As far as the safety of the community is concerned, freeing a castrated rapist may also be unwise. "I know a lot of rape victims approve, but I'm afraid to have men like this out on the street," says Joy Bennett, executive director of the Rape Crisis Council of Greenville, S.C. A. Nicholas Groth, author of Men Who Rape and director of a program for sex offenders at a Connecticut prison, notes that "rape is the sexual expression of aggression, and not an aggressive expression of sexuality." Furthermore, Groth points out, even after castration, some men are capable of having intercourse. And if they cannot, the male hormone testosterone, produced naturally by the testes, is readily available in artificial form by pill or injection to restore both libido and potency.
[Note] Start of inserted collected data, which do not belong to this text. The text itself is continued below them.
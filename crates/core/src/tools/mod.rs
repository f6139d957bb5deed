//! Tool registry and executor.
//!
//! The upstream model requests tools by name; the registry maps each name to
//! a handler implementing validate/execute/describe. Handler failures are
//! rendered as `error:`-prefixed tool output so the model can recover
//! verbally on its next turn instead of the session dying.

pub mod account;
pub mod handoff;
pub mod knowledge;

use crate::persona::AgentRole;
use crate::session::SessionContext;
use async_trait::async_trait;
use std::collections::HashMap;
use std::sync::Arc;
use tracing::{info, warn};

/// A per-call tool failure. The `Display` form is exactly what gets sent
/// upstream as the tool output.
#[derive(Debug, thiserror::Error)]
pub enum ToolError {
    #[error("error: argument '{0}' required")]
    MissingArgument(&'static str),
    #[error("error: invalid arguments: {0}")]
    BadArguments(String),
    #[error("error: authentication required. Please log in through the app and reconnect, or ask me to transfer you.")]
    Unauthenticated,
    #[error("error: the request took too long. Please apologise and ask the customer to try again.")]
    BackendTimeout,
    #[error("error: the banking service is unavailable right now ({0}). Please apologise and suggest trying again shortly.")]
    Backend(String),
    #[error("error: unknown tool '{0}'")]
    UnknownTool(String),
}

/// Out-of-band signal that the caller should be moved to the other agent.
#[derive(Debug, Clone, PartialEq)]
pub struct HandoffSignal {
    pub target: AgentRole,
    pub message: String,
}

/// What a successful tool call produced.
#[derive(Debug, Clone, PartialEq)]
pub enum ToolOutput {
    /// Plain text to insert into the conversation as the function result.
    Text(String),
    /// Text for the conversation plus a handoff signal for the relay to
    /// deliver to the browser after the configured delay.
    Handoff(HandoffSignal),
}

impl ToolOutput {
    /// The text that goes upstream as `function_call_output`.
    pub fn output_text(&self) -> &str {
        match self {
            ToolOutput::Text(text) => text,
            ToolOutput::Handoff(signal) => &signal.message,
        }
    }
}

/// One executable tool.
#[async_trait]
pub trait ToolHandler: Send + Sync {
    fn name(&self) -> &'static str;

    /// One-line description used in logs and diagnostics.
    fn describe(&self) -> &'static str;

    /// Whether the session must carry an auth token to run this tool.
    fn requires_auth(&self) -> bool {
        false
    }

    /// Validates arguments without side effects.
    fn validate(&self, _args: &serde_json::Value) -> Result<(), ToolError> {
        Ok(())
    }

    async fn execute(
        &self,
        session: &SessionContext,
        args: &serde_json::Value,
    ) -> Result<ToolOutput, ToolError>;
}

/// Maps tool names to handlers.
#[derive(Default)]
pub struct ToolRegistry {
    handlers: HashMap<&'static str, Arc<dyn ToolHandler>>,
}

impl ToolRegistry {
    pub fn new() -> Self {
        Self::default()
    }

    /// The canonical handler set from the tool table: knowledge search, the
    /// account tools, and a handoff in each direction.
    pub fn standard(
        retrieval: Arc<crate::retrieval::RetrievalService>,
        account: Arc<crate::backend::AccountApi>,
    ) -> Self {
        let mut registry = Self::new();
        registry.register(Arc::new(knowledge::SearchKnowledgeBase::new(retrieval)));
        registry.register(Arc::new(account::GetAccountBalance::new(account.clone())));
        registry.register(Arc::new(account::GetAccountDetails::new(account.clone())));
        registry.register(Arc::new(account::GetRecentTransactions::new(account.clone())));
        registry.register(Arc::new(account::GetCardDetails::new(account.clone())));
        registry.register(Arc::new(account::FreezeCard::new(account.clone())));
        registry.register(Arc::new(account::UnfreezeCard::new(account)));
        registry.register(Arc::new(account::CheckProductOwnership));
        registry.register(Arc::new(handoff::HandoffTool::to_role(AgentRole::A)));
        registry.register(Arc::new(handoff::HandoffTool::to_role(AgentRole::B)));
        registry
    }

    pub fn register(&mut self, handler: Arc<dyn ToolHandler>) {
        self.handlers.insert(handler.name(), handler);
    }

    pub fn names(&self) -> Vec<&'static str> {
        let mut names: Vec<_> = self.handlers.keys().copied().collect();
        names.sort_unstable();
        names
    }

    /// Parses the raw argument JSON, enforces the auth policy, validates, and
    /// executes. The auth gate runs before the handler, so unauthenticated
    /// calls never reach the backend.
    pub async fn dispatch(
        &self,
        session: &SessionContext,
        tool_name: &str,
        arguments_json: &str,
    ) -> Result<ToolOutput, ToolError> {
        let handler = self
            .handlers
            .get(tool_name)
            .ok_or_else(|| ToolError::UnknownTool(tool_name.to_string()))?;

        if handler.requires_auth() && !session.is_authenticated() {
            warn!(tool = tool_name, "unauthenticated session requested gated tool");
            return Err(ToolError::Unauthenticated);
        }

        let args: serde_json::Value = if arguments_json.trim().is_empty() {
            serde_json::Value::Object(serde_json::Map::new())
        } else {
            serde_json::from_str(arguments_json)
                .map_err(|e| ToolError::BadArguments(e.to_string()))?
        };

        handler.validate(&args)?;
        info!(
            tool = tool_name,
            desc = handler.describe(),
            session = %session.session_id,
            "executing tool"
        );
        handler.execute(session, &args).await
    }

    /// Like `dispatch`, but folds errors into user-visible tool output text,
    /// which is what the relay sends upstream.
    pub async fn dispatch_to_text(
        &self,
        session: &SessionContext,
        tool_name: &str,
        arguments_json: &str,
    ) -> ToolOutput {
        match self.dispatch(session, tool_name, arguments_json).await {
            Ok(output) => output,
            Err(e) => {
                warn!(tool = tool_name, error = %e, "tool call failed");
                ToolOutput::Text(e.to_string())
            }
        }
    }
}

/// Pulls a required non-empty string argument.
pub(crate) fn require_str<'a>(
    args: &'a serde_json::Value,
    key: &'static str,
) -> Result<&'a str, ToolError> {
    match args.get(key).and_then(|v| v.as_str()) {
        Some(s) if !s.trim().is_empty() => Ok(s),
        _ => Err(ToolError::MissingArgument(key)),
    }
}

/// Pulls an optional string argument.
pub(crate) fn optional_str<'a>(args: &'a serde_json::Value, key: &str) -> Option<&'a str> {
    args.get(key).and_then(|v| v.as_str())
}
The stark alternatives of surgical castration and incarceration ignore some other programs for treating sex offenders. One newly popular approach, sometimes dubbed chemical castration, uses a drug called Depo-Provera,* which sharply diminishes sex drive in men by reducing their production of testosterone. The drug gained national attention last summer when a Texas jury sentenced Rapist Joseph Frank Smith to ten years' probation instead of prison after he volunteered to undergo Depo-Provera therapy. Smith entered the nation's largest program at Johns Hopkins Hospital in Baltimore. The program has 150 patients, 80% of them on parole and probation; nearly half are taking Depo-Provera. Dr. Fred Berlin, a co-director of the program, emphasizes that Depo-Provera is only one part of the therapy. The drug temporarily controls the men's sexual appetite while intensive psychotherapy seeks to change their behavior patterns. Berlin claims that during the program's 3 1/2 years of operation, only 15% of the offenders have committed new offenses, compared with a rate that Berlin says can be as high as 85% for sex offenders who are only imprisoned.
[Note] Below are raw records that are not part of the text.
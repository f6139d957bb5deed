//! Microphone capture via cpal.
//!
//! Captures at the device's native configuration, downmixes to mono, and
//! ships float blocks to the session loop over a channel. Resampling to the
//! wire rate happens in the session loop, not here.

use anyhow::{anyhow, Context, Result};
use cpal::traits::{DeviceTrait, HostTrait, StreamTrait};
use tokio::sync::mpsc;
use tracing::{error, info};

/// A running capture stream. Dropping this stops the device.
pub struct Capture {
    _stream: cpal::Stream,
    pub rx: mpsc::UnboundedReceiver<Vec<f32>>,
    pub sample_rate: u32,
}

/// Averages interleaved channels into mono.
fn downmix(data: &[f32], channels: usize) -> Vec<f32> {
    if channels <= 1 {
        return data.to_vec();
    }
    data.chunks(channels)
        .map(|frame| frame.iter().sum::<f32>() / frame.len() as f32)
        .collect()
}

/// Opens the default input device and starts capturing.
pub fn start_capture() -> Result<Capture> {
    let host = cpal::default_host();
    let device = host
        .default_input_device()
        .ok_or_else(|| anyhow!("no input device available"))?;
    let config = device
        .default_input_config()
        .context("failed to query input configuration")?;
    let sample_rate = config.sample_rate().0;
    let channels = config.channels() as usize;
    info!(
        device = %device.name().unwrap_or_else(|_| "unknown".into()),
        sample_rate,
        channels,
        "starting microphone capture"
    );

    let (tx, rx) = mpsc::unbounded_channel();
    let err_fn = |e| error!(error = %e, "capture stream error");

    let stream = match config.sample_format() {
        cpal::SampleFormat::F32 => device.build_input_stream(
            &config.into(),
            move |data: &[f32], _| {
                let _ = tx.send(downmix(data, channels));
            },
            err_fn,
            None,
        )?,
        cpal::SampleFormat::I16 => device.build_input_stream(
            &config.into(),
            move |data: &[i16], _| {
                let floats: Vec<f32> = data.iter().map(|&s| f32::from(s) / 32768.0).collect();
                let _ = tx.send(downmix(&floats, channels));
            },
            err_fn,
            None,
        )?,
        other => return Err(anyhow!("unsupported input sample format {other:?}")),
    };
    stream.play().context("failed to start capture stream")?;

    Ok(Capture {
        _stream: stream,
        rx,
        sample_rate,
    })
}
Other Depo-Provera programs are under way in at least six locations. A program at the Oregon State Hospital in Salem also includes "aversion therapy," in which sex offenders are shown sexually enticing slides and are subjected to foul odors or mild electric shocks if they become aroused because of deviant feelings. Not all specialists in the field are impressed by these experiments. Richard Seely, who runs a highly regarded psychotherapeutic program for rapists and child molesters in Minnesota, considers Depo-Provera dangerous. He cites two men who became so depressed while taking it that they committed suicide. And in a 1972 experiment he conducted, the drug's effects seemed more psychological than real. "As the next step up from the vindictive barbarism of castration, Depo-Provera leaves me with little hope," says Seely, who believes that what hope there is for treating violent sex offenders lies in years of confinement and therapy.
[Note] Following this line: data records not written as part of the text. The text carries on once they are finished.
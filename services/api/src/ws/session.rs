//! WebSocket session lifecycle.
//!
//! Accepts the browser channel, selects the agent persona from the auth
//! state, opens the single upstream connection, configures it, and hands
//! both halves to the relay. One session maps to exactly one upstream
//! connection; closing either side tears down the whole session.

use axum::extract::ws::{Message, WebSocket, WebSocketUpgrade};
use axum::extract::{Query, State};
use axum::response::Response;
use futures_util::{SinkExt, StreamExt};
use serde::Deserialize;
use std::sync::Arc;
use teller_core::session::SessionContext;
use tokio::sync::Mutex;
use tracing::{error, info, instrument, Instrument};

use super::{protocol, relay, upstream};
use crate::state::AppState;

/// Query parameters accepted on `/ws/chat`. A present, non-empty `jwt`
/// selects the authenticated persona.
#[derive(Debug, Deserialize)]
pub struct ConnectParams {
    #[serde(default)]
    pub jwt: Option<String>,
}

/// Axum handler to upgrade an HTTP connection to a WebSocket session.
pub async fn ws_handler(
    ws: WebSocketUpgrade,
    Query(params): Query<ConnectParams>,
    State(state): State<Arc<AppState>>,
) -> Response {
    ws.on_upgrade(move |socket| handle_socket(socket, state, params))
}

/// Main handler for an individual browser connection.
#[instrument(name = "ws_session", skip_all, fields(session_id, role))]
async fn handle_socket(socket: WebSocket, state: Arc<AppState>, params: ConnectParams) {
    let session = Arc::new(SessionContext::new(params.jwt));
    tracing::Span::current().record("session_id", session.session_id.to_string().as_str());
    tracing::Span::current().record("role", session.role.to_string().as_str());
    info!(
        user = %session.user_name,
        authenticated = session.is_authenticated(),
        agent = session.role.describe(),
        "browser connected"
    );

    let persona = Arc::new(state.personas.get(session.role).clone());

    let (browser_tx, browser_rx) = socket.split();
    let browser_tx = Arc::new(Mutex::new(browser_tx));

    // One upstream connection per session, configured before any relaying.
    let upstream_stream = match upstream::connect(
        &state.config.upstream_endpoint,
        &state.config.upstream_api_key,
        &state.config.upstream_deployment,
    )
    .await
    {
        Ok(stream) => stream,
        Err(e) => {
            error!(error = ?e, "upstream connect failed, closing session");
            let mut sink = browser_tx.lock().await;
            let _ = sink
                .send(Message::Text(
                    protocol::session_error("voice service unavailable").into(),
                ))
                .await;
            let _ = sink.close().await;
            return;
        }
    };

    let (mut upstream_tx, upstream_rx) = upstream_stream.split();
    if let Err(e) = upstream::configure_session(&mut upstream_tx, &persona).await {
        error!(error = ?e, "session configuration failed");
        let _ = browser_tx.lock().await.close().await;
        return;
    }
    let upstream_tx = Arc::new(Mutex::new(upstream_tx));

    let relay_span = tracing::info_span!(
        "relay",
        session_id = %session.session_id,
        role = %session.role
    );
    async move {
        if let Err(e) = relay::run(
            state,
            session,
            persona,
            browser_tx,
            browser_rx,
            upstream_tx,
            upstream_rx,
        )
        .await
        {
            error!(error = ?e, "session terminated with error");
        }
        info!("session finished");
    }
    .instrument(relay_span)
    .await;
}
Rapists Brown, Vaughn and Braxton are likely to wind up with the years of confinement even if they opt for the surgery, which is known "as a bilateral orchidectomy. The last time emasculation was seriously discussed in the U.S. as an alternative to prison was in 1975, when two child molesters told a San Diego judge that they would submit to castration in return for probation. The judge was willing, but it was impossible to find a doctor in California who would do the operation. Surgeons demurred then--as they probably would today--for fear their patients might change their minds after the operation and sue, and because it seemed unethical to perform a procedure whose only medical purpose was to mutilate. --By Michael S. Serrill. Reported by B.J. Phillips/Atlanta and Richard Zacks/Chicago

* Used by women in 83 countries as a long-term birth control agent, Depo-Provera has not been approved by the U.S. Food and Drug Administration for contraception because tests suggest that it causes cancer in female dogs and monkeys. But doctors may prescribe the drug for other purposes, including treatment of sex offenders who volunteer with full knowledge of the risks involved.